What needs to be done
Go through the records and write each one out again exactly.

◇ ◇ ◇ ◇ ◇ ◇ ◇

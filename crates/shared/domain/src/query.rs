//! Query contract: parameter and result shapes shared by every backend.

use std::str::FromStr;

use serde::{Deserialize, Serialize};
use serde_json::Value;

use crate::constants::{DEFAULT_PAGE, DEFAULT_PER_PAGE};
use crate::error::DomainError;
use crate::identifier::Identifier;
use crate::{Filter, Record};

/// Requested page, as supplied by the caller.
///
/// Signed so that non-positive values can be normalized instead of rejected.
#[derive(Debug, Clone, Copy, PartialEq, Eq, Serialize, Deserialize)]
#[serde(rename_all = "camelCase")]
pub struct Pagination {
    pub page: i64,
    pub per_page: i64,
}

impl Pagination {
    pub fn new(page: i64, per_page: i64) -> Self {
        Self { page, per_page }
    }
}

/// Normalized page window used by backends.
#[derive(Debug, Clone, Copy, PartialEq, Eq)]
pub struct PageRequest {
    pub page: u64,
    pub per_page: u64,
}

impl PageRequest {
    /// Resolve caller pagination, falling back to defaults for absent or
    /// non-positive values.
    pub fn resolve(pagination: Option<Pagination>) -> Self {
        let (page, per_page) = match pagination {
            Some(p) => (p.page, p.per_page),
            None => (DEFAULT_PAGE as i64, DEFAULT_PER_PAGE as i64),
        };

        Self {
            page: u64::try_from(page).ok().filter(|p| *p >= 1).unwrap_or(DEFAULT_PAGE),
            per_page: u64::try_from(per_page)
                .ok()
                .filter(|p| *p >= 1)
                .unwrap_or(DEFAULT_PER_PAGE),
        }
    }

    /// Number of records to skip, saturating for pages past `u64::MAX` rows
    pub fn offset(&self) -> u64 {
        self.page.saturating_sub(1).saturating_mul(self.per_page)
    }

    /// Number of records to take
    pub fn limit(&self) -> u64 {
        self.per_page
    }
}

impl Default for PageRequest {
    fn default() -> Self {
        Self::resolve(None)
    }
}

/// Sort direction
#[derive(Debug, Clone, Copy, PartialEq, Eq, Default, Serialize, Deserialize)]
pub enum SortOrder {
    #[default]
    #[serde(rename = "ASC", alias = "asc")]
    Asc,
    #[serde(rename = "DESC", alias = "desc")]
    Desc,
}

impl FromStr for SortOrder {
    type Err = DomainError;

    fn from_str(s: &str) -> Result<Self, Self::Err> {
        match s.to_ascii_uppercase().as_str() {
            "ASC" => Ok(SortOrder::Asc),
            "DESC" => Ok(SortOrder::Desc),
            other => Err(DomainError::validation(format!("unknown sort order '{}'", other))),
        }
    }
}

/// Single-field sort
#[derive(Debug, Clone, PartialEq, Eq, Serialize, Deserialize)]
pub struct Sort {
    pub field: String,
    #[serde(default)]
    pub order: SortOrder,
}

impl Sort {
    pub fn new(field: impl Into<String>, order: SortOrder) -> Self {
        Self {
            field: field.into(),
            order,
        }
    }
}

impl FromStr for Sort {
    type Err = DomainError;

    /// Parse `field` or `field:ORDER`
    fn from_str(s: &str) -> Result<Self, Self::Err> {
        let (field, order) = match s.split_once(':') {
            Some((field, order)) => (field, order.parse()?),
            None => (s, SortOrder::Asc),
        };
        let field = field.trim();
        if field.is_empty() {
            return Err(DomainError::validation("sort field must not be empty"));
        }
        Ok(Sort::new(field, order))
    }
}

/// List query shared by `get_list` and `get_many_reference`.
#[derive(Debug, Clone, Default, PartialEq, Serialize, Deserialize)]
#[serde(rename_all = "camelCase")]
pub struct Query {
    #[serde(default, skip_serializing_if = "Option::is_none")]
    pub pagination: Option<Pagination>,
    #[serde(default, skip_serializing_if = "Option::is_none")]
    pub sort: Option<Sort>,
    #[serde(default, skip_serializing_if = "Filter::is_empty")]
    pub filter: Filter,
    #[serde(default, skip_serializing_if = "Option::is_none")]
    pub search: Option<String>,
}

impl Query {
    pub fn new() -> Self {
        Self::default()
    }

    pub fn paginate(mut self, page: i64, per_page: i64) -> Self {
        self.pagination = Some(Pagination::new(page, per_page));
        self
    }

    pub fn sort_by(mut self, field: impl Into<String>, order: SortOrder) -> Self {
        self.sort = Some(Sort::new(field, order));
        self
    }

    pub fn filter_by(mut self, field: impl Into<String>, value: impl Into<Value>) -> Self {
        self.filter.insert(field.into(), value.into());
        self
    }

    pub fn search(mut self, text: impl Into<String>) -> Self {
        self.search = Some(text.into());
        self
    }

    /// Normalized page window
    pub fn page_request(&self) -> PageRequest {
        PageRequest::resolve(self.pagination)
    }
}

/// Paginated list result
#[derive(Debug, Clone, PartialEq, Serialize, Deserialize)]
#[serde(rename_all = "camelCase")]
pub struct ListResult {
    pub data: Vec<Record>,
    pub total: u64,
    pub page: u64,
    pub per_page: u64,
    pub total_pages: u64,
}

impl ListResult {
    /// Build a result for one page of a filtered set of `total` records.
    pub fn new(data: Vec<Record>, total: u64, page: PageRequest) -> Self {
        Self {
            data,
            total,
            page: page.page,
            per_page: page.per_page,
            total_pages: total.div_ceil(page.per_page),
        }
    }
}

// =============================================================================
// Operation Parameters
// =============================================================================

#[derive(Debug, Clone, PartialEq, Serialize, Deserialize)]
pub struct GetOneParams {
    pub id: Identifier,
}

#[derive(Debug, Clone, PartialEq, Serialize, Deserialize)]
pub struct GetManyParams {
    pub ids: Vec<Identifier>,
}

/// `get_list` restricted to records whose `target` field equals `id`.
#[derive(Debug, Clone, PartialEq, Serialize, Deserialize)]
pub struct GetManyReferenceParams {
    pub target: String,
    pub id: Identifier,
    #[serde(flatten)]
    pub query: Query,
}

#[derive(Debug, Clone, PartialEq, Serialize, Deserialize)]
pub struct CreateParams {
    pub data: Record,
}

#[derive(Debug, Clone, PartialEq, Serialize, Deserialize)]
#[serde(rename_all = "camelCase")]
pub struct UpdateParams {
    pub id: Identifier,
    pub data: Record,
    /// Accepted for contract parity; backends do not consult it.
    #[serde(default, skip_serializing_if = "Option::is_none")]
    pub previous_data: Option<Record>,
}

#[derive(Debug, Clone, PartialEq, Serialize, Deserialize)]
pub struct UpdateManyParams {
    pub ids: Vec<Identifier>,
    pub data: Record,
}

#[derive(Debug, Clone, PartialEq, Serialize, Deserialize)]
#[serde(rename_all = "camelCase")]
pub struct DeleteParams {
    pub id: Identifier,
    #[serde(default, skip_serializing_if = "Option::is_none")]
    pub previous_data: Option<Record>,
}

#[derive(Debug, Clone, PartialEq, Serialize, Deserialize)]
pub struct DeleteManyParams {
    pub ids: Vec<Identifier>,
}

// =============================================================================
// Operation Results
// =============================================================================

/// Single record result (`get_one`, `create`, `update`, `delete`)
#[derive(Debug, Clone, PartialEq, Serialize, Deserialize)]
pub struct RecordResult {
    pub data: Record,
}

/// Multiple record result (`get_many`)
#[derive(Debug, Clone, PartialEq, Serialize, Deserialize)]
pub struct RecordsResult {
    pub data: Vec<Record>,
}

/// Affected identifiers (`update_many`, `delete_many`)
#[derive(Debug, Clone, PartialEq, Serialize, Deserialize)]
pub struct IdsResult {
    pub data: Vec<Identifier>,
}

◇ ◇ ◇ ◇ ◇ ◇ ◇

Solution to this task
filename crates/shared/domain/src/query.rs
//! Query contract: parameter and result shapes shared by every backend.

use std::str::FromStr;

use serde::{Deserialize, Serialize};
use serde_json::Value;

use crate::constants::{DEFAULT_PAGE, DEFAULT_PER_PAGE};
use crate::error::DomainError;
use crate::identifier::Identifier;
use crate::{Filter, Record};

/// Requested page, as supplied by the caller.
///
/// Signed so that non-positive values can be normalized instead of rejected.
#[derive(Debug, Clone, Copy, PartialEq, Eq, Serialize, Deserialize)]
#[serde(rename_all = "camelCase")]
pub struct Pagination {
    pub page: i64,
    pub per_page: i64,
}

impl Pagination {
    pub fn new(page: i64, per_page: i64) -> Self {
        Self { page, per_page }
    }
}

/// Normalized page window used by backends.
#[derive(Debug, Clone, Copy, PartialEq, Eq)]
pub struct PageRequest {
    pub page: u64,
    pub per_page: u64,
}

impl PageRequest {
    /// Resolve caller pagination, falling back to defaults for absent or
    /// non-positive values.
    pub fn resolve(pagination: Option<Pagination>) -> Self {
        let (page, per_page) = match pagination {
            Some(p) => (p.page, p.per_page),
            None => (DEFAULT_PAGE as i64, DEFAULT_PER_PAGE as i64),
        };

        Self {
            page: u64::try_from(page).ok().filter(|p| *p >= 1).unwrap_or(DEFAULT_PAGE),
            per_page: u64::try_from(per_page)
                .ok()
                .filter(|p| *p >= 1)
                .unwrap_or(DEFAULT_PER_PAGE),
        }
    }

    /// Number of records to skip, saturating for pages past `u64::MAX` rows
    pub fn offset(&self) -> u64 {
        self.page.saturating_sub(1).saturating_mul(self.per_page)
    }

    /// Number of records to take
    pub fn limit(&self) -> u64 {
        self.per_page
    }
}

impl Default for PageRequest {
    fn default() -> Self {
        Self::resolve(None)
    }
}

/// Sort direction
#[derive(Debug, Clone, Copy, PartialEq, Eq, Default, Serialize, Deserialize)]
pub enum SortOrder {
    #[default]
    #[serde(rename = "ASC", alias = "asc")]
    Asc,
    #[serde(rename = "DESC", alias = "desc")]
    Desc,
}

impl FromStr for SortOrder {
    type Err = DomainError;

    fn from_str(s: &str) -> Result<Self, Self::Err> {
        match s.to_ascii_uppercase().as_str() {
            "ASC" => Ok(SortOrder::Asc),
            "DESC" => Ok(SortOrder::Desc),
            other => Err(DomainError::validation(format!("unknown sort order '{}'", other))),
        }
    }
}

/// Single-field sort
#[derive(Debug, Clone, PartialEq, Eq, Serialize, Deserialize)]
pub struct Sort {
    pub field: String,
    #[serde(default)]
    pub order: SortOrder,
}

impl Sort {
    pub fn new(field: impl Into<String>, order: SortOrder) -> Self {
        Self {
            field: field.into(),
            order,
        }
    }
}

impl FromStr for Sort {
    type Err = DomainError;

    /// Parse `field` or `field:ORDER`
    fn from_str(s: &str) -> Result<Self, Self::Err> {
        let (field, order) = match s.split_once(':') {
            Some((field, order)) => (field, order.parse()?),
            None => (s, SortOrder::Asc),
        };
        let field = field.trim();
        if field.is_empty() {
            return Err(DomainError::validation("sort field must not be empty"));
        }
        Ok(Sort::new(field, order))
    }
}

/// List query shared by `get_list` and `get_many_reference`.
#[derive(Debug, Clone, Default, PartialEq, Serialize, Deserialize)]
#[serde(rename_all = "camelCase")]
pub struct Query {
    #[serde(default, skip_serializing_if = "Option::is_none")]
    pub pagination: Option<Pagination>,
    #[serde(default, skip_serializing_if = "Option::is_none")]
    pub sort: Option<Sort>,
    #[serde(default, skip_serializing_if = "Filter::is_empty")]
    pub filter: Filter,
    #[serde(default, skip_serializing_if = "Option::is_none")]
    pub search: Option<String>,
}

impl Query {
    pub fn new() -> Self {
        Self::default()
    }

    pub fn paginate(mut self, page: i64, per_page: i64) -> Self {
        self.pagination = Some(Pagination::new(page, per_page));
        self
    }

    pub fn sort_by(mut self, field: impl Into<String>, order: SortOrder) -> Self {
        self.sort = Some(Sort::new(field, order));
        self
    }

    pub fn filter_by(mut self, field: impl Into<String>, value: impl Into<Value>) -> Self {
        self.filter.insert(field.into(), value.into());
        self
    }

    pub fn search(mut self, text: impl Into<String>) -> Self {
        self.search = Some(text.into());
        self
    }

    /// Normalized page window
    pub fn page_request(&self) -> PageRequest {
        PageRequest::resolve(self.pagination)
    }
}

/// Paginated list result
#[derive(Debug, Clone, PartialEq, Serialize, Deserialize)]
#[serde(rename_all = "camelCase")]
pub struct ListResult {
    pub data: Vec<Record>,
    pub total: u64,
    pub page: u64,
    pub per_page: u64,
    pub total_pages: u64,
}

impl ListResult {
    /// Build a result for one page of a filtered set of `total` records.
    pub fn new(data: Vec<Record>, total: u64, page: PageRequest) -> Self {
        Self {
            data,
            total,
            page: page.page,
            per_page: page.per_page,
            total_pages: total.div_ceil(page.per_page),
        }
    }
}

// =============================================================================
// Operation Parameters
// =============================================================================

#[derive(Debug, Clone, PartialEq, Serialize, Deserialize)]
pub struct GetOneParams {
    pub id: Identifier,
}

#[derive(Debug, Clone, PartialEq, Serialize, Deserialize)]
pub struct GetManyParams {
    pub ids: Vec<Identifier>,
}

/// `get_list` restricted to records whose `target` field equals `id`.
#[derive(Debug, Clone, PartialEq, Serialize, Deserialize)]
pub struct GetManyReferenceParams {
    pub target: String,
    pub id: Identifier,
    #[serde(flatten)]
    pub query: Query,
}

#[derive(Debug, Clone, PartialEq, Serialize, Deserialize)]
pub struct CreateParams {
    pub data: Record,
}

#[derive(Debug, Clone, PartialEq, Serialize, Deserialize)]
#[serde(rename_all = "camelCase")]
pub struct UpdateParams {
    pub id: Identifier,
    pub data: Record,
    /// Accepted for contract parity; backends do not consult it.
    #[serde(default, skip_serializing_if = "Option::is_none")]
    pub previous_data: Option<Record>,
}

#[derive(Debug, Clone, PartialEq, Serialize, Deserialize)]
pub struct UpdateManyParams {
    pub ids: Vec<Identifier>,
    pub data: Record,
}

#[derive(Debug, Clone, PartialEq, Serialize, Deserialize)]
#[serde(rename_all = "camelCase")]
pub struct DeleteParams {
    pub id: Identifier,
    #[serde(default, skip_serializing_if = "Option::is_none")]
    pub previous_data: Option<Record>,
}

#[derive(Debug, Clone, PartialEq, Serialize, Deserialize)]
pub struct DeleteManyParams {
    pub ids: Vec<Identifier>,
}

// =============================================================================
// Operation Results
// =============================================================================

/// Single record result (`get_one`, `create`, `update`, `delete`)
#[derive(Debug, Clone, PartialEq, Serialize, Deserialize)]
pub struct RecordResult {
    pub data: Record,
}

/// Multiple record result (`get_many`)
#[derive(Debug, Clone, PartialEq, Serialize, Deserialize)]
pub struct RecordsResult {
    pub data: Vec<Record>,
}

/// Affected identifiers (`update_many`, `delete_many`)
#[derive(Debug, Clone, PartialEq, Serialize, Deserialize)]
pub struct IdsResult {
    pub data: Vec<Identifier>,
}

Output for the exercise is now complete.